The use of “mouse movers” or “mouse jigglers” has become increasingly popular among remote workers looking to show productivity while working from home. These devices and software are designed to imitate employee activity, such as moving the cursor or generating keyboard entries, to give the appearance of active work. However, a recent report by Bloomberg revealed that Wells Fargo & Co. fired more than a dozen employees for allegedly faking work using these tools.
According to the report, the fired employees were part of Wells Fargo’s wealth- and investment-management unit and were discharged after allegations of simulating keyboard activity to create the impression of active work. The company spokesperson stated that Wells Fargo holds its employees to high standards and does not tolerate unethical behavior.
The rise of “mouse movers” and similar technologies has been observed during the pandemic, as many companies shifted to remote work. These gadgets can autonomously move the cursor or trigger keyboard entries without human intervention, allowing employees to appear active even when they are not. Social media sites like Reddit and TikTok have seen employees sharing tips for using these devices, which are also readily available on platforms like Amazon for affordable prices.

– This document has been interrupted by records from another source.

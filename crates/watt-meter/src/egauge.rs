//! HTTP client for an eGauge-style register meter

use crate::{history, now_ts, xml, CumulativeRow, FetchError, FetchResult, MeterSample, MeterSource};
use reqwest::{Client, StatusCode};
use std::time::Duration;
use tracing::debug;

pub struct EgaugeClient {
    client: Client,
    base_url: String,
    username: Option<String>,
    password: Option<String>,
}

impl EgaugeClient {
    pub fn new(
        base_url: &str,
        username: Option<String>,
        password: Option<String>,
        timeout: Duration,
    ) -> FetchResult<Self> {
        let client = Client::builder()
            .timeout(timeout)
            .build()
            .map_err(|e| FetchError::Unreachable(format!("http client: {e}")))?;
        Ok(Self {
            client,
            base_url: base_url.trim_end_matches('/').to_string(),
            username,
            password,
        })
    }

    async fn get(&self, url: &str) -> FetchResult<String> {
        let mut request = self.client.get(url);
        if let Some(user) = &self.username {
            request = request.basic_auth(user, self.password.as_deref());
        }

        let response = request.send().await.map_err(map_transport)?;
        let status = response.status();
        if status == StatusCode::UNAUTHORIZED || status == StatusCode::FORBIDDEN {
            return Err(FetchError::Unauthorized(format!("meter returned {status}")));
        }
        if !status.is_success() {
            return Err(FetchError::Unreachable(format!("meter returned {status}")));
        }
        response.text().await.map_err(map_transport)
    }
}

#[async_trait::async_trait]
impl MeterSource for EgaugeClient {
    fn name(&self) -> &str {
        "egauge"
    }

    async fn fetch_instantaneous(&self) -> FetchResult<MeterSample> {
        let url = format!("{}/cgi-bin/egauge?notemp&tot&inst", self.base_url);
        let body = self.get(&url).await?;
        let sample = xml::parse_instantaneous(&body, now_ts())?;
        debug!(
            registers = sample.registers.len(),
            total_w = sample.total_usage_w,
            "fetched instantaneous sample"
        );
        Ok(sample)
    }

    async fn fetch_historical(&self, hours: u32) -> FetchResult<Vec<CumulativeRow>> {
        // hours of consumption need hours + 1 boundary rows
        let url = format!("{}/cgi-bin/egauge-show?c&h&n={}", self.base_url, hours + 1);
        let body = self.get(&url).await?;
        let rows = history::parse_history(&body)?;
        debug!(rows = rows.len(), "fetched history rows");
        Ok(rows)
    }
}

pub(crate) fn map_transport(e: reqwest::Error) -> FetchError {
    if e.is_timeout() || e.is_connect() {
        FetchError::Unreachable(e.to_string())
    } else if e.is_decode() {
        FetchError::MalformedPayload(e.to_string())
    } else {
        FetchError::Unreachable(e.to_string())
    }
}

#[cfg(test)]
mod tests {
    use super::*;

    #[test]
    fn test_trailing_slash_is_trimmed() {
        let client = EgaugeClient::new(
            "https://egauge12345.egaug.es/",
            None,
            None,
            Duration::from_secs(5),
        )
        .unwrap();
        assert_eq!(client.base_url, "https://egauge12345.egaug.es");
    }

    #[tokio::test]
    async fn test_unreachable_meter_maps_to_fetch_error() {
        // reserved TEST-NET address, nothing listens there
        let client = EgaugeClient::new(
            "http://192.0.2.1:1",
            None,
            None,
            Duration::from_millis(50),
        )
        .unwrap();
        let err = client.fetch_instantaneous().await.unwrap_err();
        assert!(matches!(err, FetchError::Unreachable(_)));
    }
}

As remote work continues post-pandemic, companies are increasingly using monitoring software to ensure that employees are actually working while at their computers. These monitoring tools have become more sophisticated, able to detect patterns and activity levels to verify productivity. Wells Fargo has a history of investigating and firing employees for unethical behavior, having previously investigated violations of expense policies in its investment bank in 2018.